Sehr geehrter Herr Borchert, Sie haben gerade geäußert, die AfD übertreibe mal wieder maßlos in ihren Ausführungen. Diese Meinung kann man haben. Ich habe aber eine Frage an Sie: Was sagen Sie zu den Äußerungen beispielsweise von den Grünen, die vorhin klipp und klar gesagt haben, die AfD gehe im Grunde genommen nur mit den Ängsten der Menschen um und es gehe ihr nicht um wirkliche Anliegen, sie wolle quasi mit den Ängsten der Menschen Politik machen. So wurde es im Grunde genommen vorhin formuliert. Wie sehen Sie das? Ist das nicht auch mindestens eine maßlose Übertreibung? Was sagen Sie dazu?

Herr Borchert.

Ich möchte eine Antwort geben. Ich bin noch nicht lange im Parlament, aber ich habe gemerkt, dass wir in allen Parteien manchmal maßlos übertreiben.

(Zustimmung bei der AfD)

Wir kommen jetzt zu dem letzten Debattenredner, und zwar zu Herrn Kirchner von der Fraktion der AfD. Herr Kirchner, Sie haben das Wort.

Sehr geehrte Frau Präsidentin! Werte Abgeordnete! Sehr geehrte Gäste auf den Tribünen! Hohes Haus! Mir fällt es jetzt zwar etwas schwer nach den Vorrednern der GRÜNEN, der LINKEN und SPD, deren Reden vor Halbwissen, so möchte ich es einmal sagen, nur so strotzten, zu reden, ich versuche es aber trotzdem.

(Birke Bull, DIE LINKE: Fragen Sie uns mal! - Zuruf von Sebastian Striegel, GRÜNE)

Zunächst muss ich mit Bedauern feststellen, dass wir uns nach mehr als 25 Jahren nach der Wiedervereinigung in diesem Hohen Hause leider nicht mit blühenden Landschaften beschäftigen können, sondern uns vielmehr mit verschleierten Landschaften auseinandersetzen müssen.

(Sebastian Striegel, GRÜNE: Wo sind die denn? - Unruhe bei der LINKEN und bei den GRÜNEN)

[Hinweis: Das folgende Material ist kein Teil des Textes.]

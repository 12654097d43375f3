//! reeldeck - Browse movie and TV metadata from the terminal
//!
//! A terminal UI application that browses a third-party media catalog with
//! viewing profiles and per-profile favorites, backed by a durable response
//! cache so repeat browsing stays off the network.

mod account;
mod app;
mod cache;
mod catalog;
mod cli;
mod ui;

use std::io;
use std::panic;
use std::time::Duration;

use clap::Parser;
use crossterm::{
    event::{self, Event},
    execute,
    terminal::{disable_raw_mode, enable_raw_mode, EnterAlternateScreen, LeaveAlternateScreen},
};
use ratatui::{backend::CrosstermBackend, Terminal};
use tracing::warn;
use tracing_subscriber::EnvFilter;

use account::{AuthClient, FavoritesClient, ProfilesClient, ServiceConfig, Session};
use app::{App, AppState};
use cache::MediaCache;
use catalog::{ApiConfig, CatalogClient};
use cli::{Cli, StartupConfig};

/// Sets up a panic hook that restores the terminal before printing the panic
/// message. This ensures the terminal is usable even if the application
/// panics.
fn setup_panic_hook() {
    let original_hook = panic::take_hook();
    panic::set_hook(Box::new(move |panic_info| {
        // Attempt to restore the terminal
        let _ = disable_raw_mode();
        let _ = execute!(io::stdout(), LeaveAlternateScreen);
        // Call the original panic hook
        original_hook(panic_info);
    }));
}

/// Routes diagnostics to stderr so the alternate-screen UI on stdout is
/// untouched. Enabled through RUST_LOG.
fn setup_tracing() {
    tracing_subscriber::fmt()
        .with_env_filter(EnvFilter::from_default_env())
        .with_writer(io::stderr)
        .init();
}

/// Signs in with REELDECK_EMAIL / REELDECK_PASSWORD when both are set.
/// Without them the app runs in browse-only mode.
async fn sign_in_from_env(config: &ServiceConfig) -> Option<Session> {
    let (Ok(email), Ok(password)) = (
        std::env::var("REELDECK_EMAIL"),
        std::env::var("REELDECK_PASSWORD"),
    ) else {
        return None;
    };
    match AuthClient::new(config.clone())
        .sign_in(&email, &password)
        .await
    {
        Ok(session) => Some(session),
        Err(e) => {
            warn!(error = %e, "sign-in failed; continuing without an account");
            None
        }
    }
}

/// Renders the UI based on the current application state
fn render_ui(frame: &mut ratatui::Frame, app: &App) {
    match app.state {
        AppState::Loading => {
            render_loading(frame);
        }
        AppState::ProfileSelect => {
            ui::render_profile_select(frame, app);
        }
        AppState::Browse => {
            ui::render_browse(frame, app);
        }
        AppState::Detail => {
            ui::render_item_detail(frame, app);
        }
    }

    if app.show_help {
        ui::render_help_overlay(frame);
    }
}

/// Renders a loading message while data is being fetched
fn render_loading(frame: &mut ratatui::Frame) {
    use ratatui::{
        layout::{Alignment, Constraint, Direction, Layout},
        style::{Color, Style},
        widgets::Paragraph,
    };

    let area = frame.area();

    // Center the loading message vertically
    let chunks = Layout::default()
        .direction(Direction::Vertical)
        .constraints([
            Constraint::Percentage(45),
            Constraint::Length(3),
            Constraint::Percentage(45),
        ])
        .split(area);

    let loading_text = Paragraph::new("Loading catalog...")
        .style(Style::default().fg(Color::Cyan))
        .alignment(Alignment::Center);

    frame.render_widget(loading_text, chunks[1]);
}

#[tokio::main]
async fn main() -> Result<(), Box<dyn std::error::Error>> {
    let cli = Cli::parse();
    let startup = StartupConfig::from_cli(&cli)?;

    setup_tracing();

    let cache = MediaCache::open_default();
    if cache.is_none() {
        warn!("no cache directory available; running without a response cache");
    }

    if startup.clear_cache {
        if let Some(cache) = &cache {
            cache.clear_all();
            cache.shutdown().await;
        }
        println!("Response cache cleared.");
        return Ok(());
    }

    // Assemble clients; the catalog client carries the cache
    let catalog_client = CatalogClient::new(ApiConfig::from_env(), cache.clone());
    let service_config = ServiceConfig::from_env();
    let session = sign_in_from_env(&service_config).await;
    let profiles_client = ProfilesClient::new(service_config.clone());
    let favorites_client = FavoritesClient::new(service_config);

    // Set up panic hook to restore terminal on crash
    setup_panic_hook();

    // Setup terminal
    enable_raw_mode()?;
    let mut stdout = io::stdout();
    execute!(stdout, EnterAlternateScreen)?;
    let backend = CrosstermBackend::new(stdout);
    let mut terminal = Terminal::new(backend)?;

    // Create app instance
    let mut app = App::new(
        catalog_client,
        profiles_client,
        favorites_client,
        session,
        startup,
    );

    // Initial render to show loading state
    terminal.draw(|f| render_ui(f, &app))?;

    // Trigger initial data load
    app.init().await;

    // Main event loop
    loop {
        // Render UI
        terminal.draw(|f| render_ui(f, &app))?;

        // Poll for keyboard events with 100ms timeout
        if event::poll(Duration::from_millis(100))? {
            if let Event::Key(key) = event::read()? {
                app.handle_key(key);
            }
        }

        // Run any work the key handler queued
        if let Some(action) = app.pending.take() {
            app.apply(action).await;
        }

        // Check if we should quit
        if app.should_quit {
            break;
        }
    }

    // Restore terminal
    disable_raw_mode()?;
    execute!(terminal.backend_mut(), LeaveAlternateScreen)?;

    // Stop cache timers and flush any pending snapshot
    if let Some(cache) = &cache {
        cache.shutdown().await;
    }

    Ok(())
}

- Fahren Sie einmal an den Hasselbachplatz, dort können Sie sich das angucken, Herr Striegel. Sie können dann auch gleich Herrn Herbst besuchen, der wohnt dort. Das ist nicht so schlimm. - Das zeigt ganz deutlich, dass eine Islamisierung unseres Landes bereits in vollem Gange ist.

Wenn wir heute über unseren Antrag zum Verbot der Vollverschleierung diskutieren, dann lassen Sie mich bitte eines anmerken: Mir persönlich ist es auch sehr wichtig, Brücken für ein geordnetes Miteinander zu bauen. Ich lehne mich diesbezüglich auch etwas an ein Wahlplakat unseres Landtagsvizepräsidenten Herrn Gallert an, der darauf als Brückenbauer zu sehen war.

(Birke Bull, DIE LINKE: Och nee!)

Zu diesem Brückenbau gehört aber auch, dass die Menschen, die zu uns kommen, sich ohne Wenn und Aber bei uns integrieren. Sie müssen nicht ihre Kultur ablegen, aber sie müssen ganz eindeutig unsere Kultur tolerieren und akzeptieren und sie im besten Falle auch leben.